Abschied von Dr. Beate Panzer

Würdiger Abschied für Schulleiterin Dr. Beate Panzer: In einer kleinen Feierstunde verabschiedeten sich (v.l.n.r.) Grundschulkonrektorin Andrea Fritsch, geschäftsleitender Beamter Thomas Wittmann, Kämmerin Elke Frieser, Rektorin Ingrid Donaubauer, Realschuldirektor Klaus Biersack, Mittelschul-Rektor Michael Chwatal und zweiter Bürgermeister Josef Gruber von Dr. Beate Panzer.

Würdiger Abschied für Schulleiterin Dr. Beate Panzer: In einer kleinen Feierstunde verabschiedeten sich (v.l.n.r.) Grundschulkonrektorin Andrea Fritsch, geschäftsleitender Beamter Thomas Wittmann, Kämmerin Elke Frieser, Rektorin Ingrid Donaubauer, Realschuldirektor Klaus Biersack, Mittelschul-Rektor Michael Chwatal und zweiter Bürgermeister Josef Gruber von Dr. Beate Panzer.
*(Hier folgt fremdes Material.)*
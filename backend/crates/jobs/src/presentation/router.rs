//! Jobs Router
//!
//! The application routes are gated on role `Employee`; the job posting
//! and listing routes are open, matching the original API surface.

use axum::{
    Router, middleware,
    routing::{get, post},
};
use std::sync::Arc;

use accounts::application::token::TokenService;
use accounts::domain::repository::{CompanyRepository, EmployeeRepository};
use accounts::models::account_role::AccountRole;
use accounts::presentation::middleware::{RoleGate, require_role};

use crate::domain::document_store::DocumentStore;
use crate::domain::repository::{ApplicationRepository, JobRepository};
use crate::infra::fs_store::FsDocumentStore;
use crate::infra::postgres::PgJobsRepository;
use crate::presentation::handlers::{self, JobsState};

/// Create the jobs router with PostgreSQL and filesystem backends
pub fn jobs_router(
    repo: PgJobsRepository,
    profiles: accounts::PgAccountsRepository,
    documents: FsDocumentStore,
    tokens: Arc<TokenService>,
) -> Router {
    jobs_router_generic(repo, profiles, documents, tokens)
}

/// Create a generic jobs router for any backend implementations
pub fn jobs_router_generic<R, P, D>(
    repo: R,
    profiles: P,
    documents: D,
    tokens: Arc<TokenService>,
) -> Router
where
    R: JobRepository + ApplicationRepository + Clone + Send + Sync + 'static,
    P: CompanyRepository + EmployeeRepository + Clone + Send + Sync + 'static,
    D: DocumentStore + Clone + Send + Sync + 'static,
{
    let state = JobsState {
        repo: Arc::new(repo),
        profiles: Arc::new(profiles),
        documents: Arc::new(documents),
    };

    let employee_gate = RoleGate::new(tokens, AccountRole::Employee);

    let gated = Router::new()
        .route(
            "/employees/{employee_id}/apply/{job_id}",
            post(handlers::apply_for_job::<R, P, D>),
        )
        .route(
            "/employees/{employee_id}/applications",
            get(handlers::list_applications::<R, P, D>),
        )
        .route_layer(middleware::from_fn(move |req, next| {
            require_role(employee_gate.clone(), req, next)
        }))
        .with_state(state.clone());

    Router::new()
        .route(
            "/companies/{company_id}/jobs",
            post(handlers::post_job::<R, P, D>).get(handlers::list_company_jobs::<R, P, D>),
        )
        .with_state(state)
        .merge(gated)
}
//! Unit tests for the jobs use cases
//!
//! Runs the posting and application workflows against in-memory doubles.
//! The document-store double records every save/delete so the
//! no-orphan-file invariant can be asserted directly.

use std::collections::{HashMap, HashSet};
use std::sync::atomic::{AtomicBool, Ordering};
use std::sync::{Arc, Mutex};

use uuid::Uuid;

use accounts::domain::repository::{CompanyRepository, EmployeeRepository, IdentityRepository};
use accounts::error::AccountResult;
use accounts::models::ids::{CompanyId, EmployeeId};

use crate::application::{
    ApplicationQueries, JobQueries, PostJobInput, PostJobUseCase, SubmitApplicationInput,
    SubmitApplicationUseCase,
};
use crate::domain::document_store::{DocumentStore, StoredDocument};
use crate::domain::entity::{
    application::{Application, ApplicationSummary},
    job::Job,
};
use crate::domain::repository::{ApplicationRepository, JobRepository};
use crate::domain::value_object::{ids::JobId, salary_range::SalaryRange};
use crate::error::{JobsError, JobsResult};

// ============================================================================
// Profile double (accounts-side existence checks)
// ============================================================================

#[derive(Clone, Default)]
struct InMemoryProfiles {
    companies: Arc<Mutex<HashSet<Uuid>>>,
    employees: Arc<Mutex<HashSet<Uuid>>>,
}

impl InMemoryProfiles {
    fn with_company(self, company_id: &CompanyId) -> Self {
        self.companies.lock().unwrap().insert(company_id.into_uuid());
        self
    }

    fn with_employee(self, employee_id: &EmployeeId) -> Self {
        self.employees.lock().unwrap().insert(employee_id.into_uuid());
        self
    }
}

impl IdentityRepository for InMemoryProfiles {
    async fn find_by_email(
        &self,
        _email: &accounts::models::email::Email,
    ) -> AccountResult<Option<accounts::models::identity::Identity>> {
        Ok(None)
    }
}

impl CompanyRepository for InMemoryProfiles {
    async fn create_with_identity(
        &self,
        _identity: &accounts::models::identity::Identity,
        _company: &accounts::models::company::Company,
    ) -> AccountResult<()> {
        Ok(())
    }

    async fn find_by_id(
        &self,
        _company_id: &CompanyId,
    ) -> AccountResult<Option<accounts::models::company::Company>> {
        Ok(None)
    }

    async fn find_by_email(
        &self,
        _email: &accounts::models::email::Email,
    ) -> AccountResult<Option<accounts::models::company::Company>> {
        Ok(None)
    }

    async fn list(&self) -> AccountResult<Vec<accounts::models::company::Company>> {
        Ok(Vec::new())
    }

    async fn list_by_industry(
        &self,
        _industry: &str,
    ) -> AccountResult<Vec<accounts::models::company::Company>> {
        Ok(Vec::new())
    }

    async fn exists_by_id(&self, company_id: &CompanyId) -> AccountResult<bool> {
        Ok(self
            .companies
            .lock()
            .unwrap()
            .contains(&company_id.into_uuid()))
    }
}

impl EmployeeRepository for InMemoryProfiles {
    async fn create_with_identity(
        &self,
        _identity: &accounts::models::identity::Identity,
        _employee: &accounts::models::employee::Employee,
    ) -> AccountResult<()> {
        Ok(())
    }

    async fn find_by_id(
        &self,
        _employee_id: &EmployeeId,
    ) -> AccountResult<Option<accounts::models::employee::Employee>> {
        Ok(None)
    }

    async fn find_by_email(
        &self,
        _email: &accounts::models::email::Email,
    ) -> AccountResult<Option<accounts::models::employee::Employee>> {
        Ok(None)
    }

    async fn search_by_name(
        &self,
        _name: &str,
    ) -> AccountResult<Vec<accounts::models::employee::Employee>> {
        Ok(Vec::new())
    }

    async fn exists_by_id(&self, employee_id: &EmployeeId) -> AccountResult<bool> {
        Ok(self
            .employees
            .lock()
            .unwrap()
            .contains(&employee_id.into_uuid()))
    }
}

// ============================================================================
// Jobs repository double
// ============================================================================

#[derive(Clone, Default)]
struct InMemoryJobs {
    jobs: Arc<Mutex<Vec<Job>>>,
    applications: Arc<Mutex<Vec<Application>>>,
    fail_application_insert: Arc<AtomicBool>,
}

impl InMemoryJobs {
    fn with_job(self, job: Job) -> Self {
        self.jobs.lock().unwrap().push(job);
        self
    }

    fn failing_application_inserts(self) -> Self {
        self.fail_application_insert.store(true, Ordering::SeqCst);
        self
    }

    fn application_count(&self) -> usize {
        self.applications.lock().unwrap().len()
    }
}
Bewegender Abschied für Dr. Beate Panzer: In einer kleinen Feierstunde verabschiedeten sich die Vertreter von örtlichen Schulen und Verwaltung von der Schulleiterin des Burglengenfelder Gymnasiums. „Schule ist die teuerste Einrichtung des Staates, aber auch die Wichtigste. Denn unser Rohstoff heißt Geist“, sagte zweiter Bürgermeister Josef Gruber. In einem ausgeklügelten Schulsystem wie in Bayern gäbe es ein Nadelöhr – und dies sei stets die Person des Schulleiters: „Frau Dr. Panzer, Sie waren ein Glücksfall für uns und hinterlassen ein gut bestelltes Haus“. 

Panzer habe in elf Jahren als Schulleiterin vielfache Umbrüche in der Schullandschaft miterlebt, wie den Wechsel zwischen G8 und G9. „Das war enorm viel Arbeit“, stellte Gruber fest, „trotzdem haben Sie die dafür notwendige Ruhe mitgebracht“. Dieser Abschied, der nun in Zeiten der Corona-Pandemie falle, sei ein weiteres Beispiel für unabwägbare Herausforderungen, welche man als Schulleiterin zu meistern habe. 

Für Dr. Beate Panzer geht es zu Beginn des Ruhestands erst einmal zu ihrem Lieblingsreiseziel Skandinavien. De Gedanke an Zukunft ihrer Schüler lässt sie dennoch noch nicht ganz los: „Vieles ist geschafft, einiges ist noch zu tun“. Panzer hofft, dass es bald wieder möglich werde, eine richtige „Schulfamilie“ zu sein. „Schule ist viel mehr als reiner Unterricht“, sagte sie, „sie bietet Schülerinnen und Schülern ein Stück Heimat und Gemeinschaft“.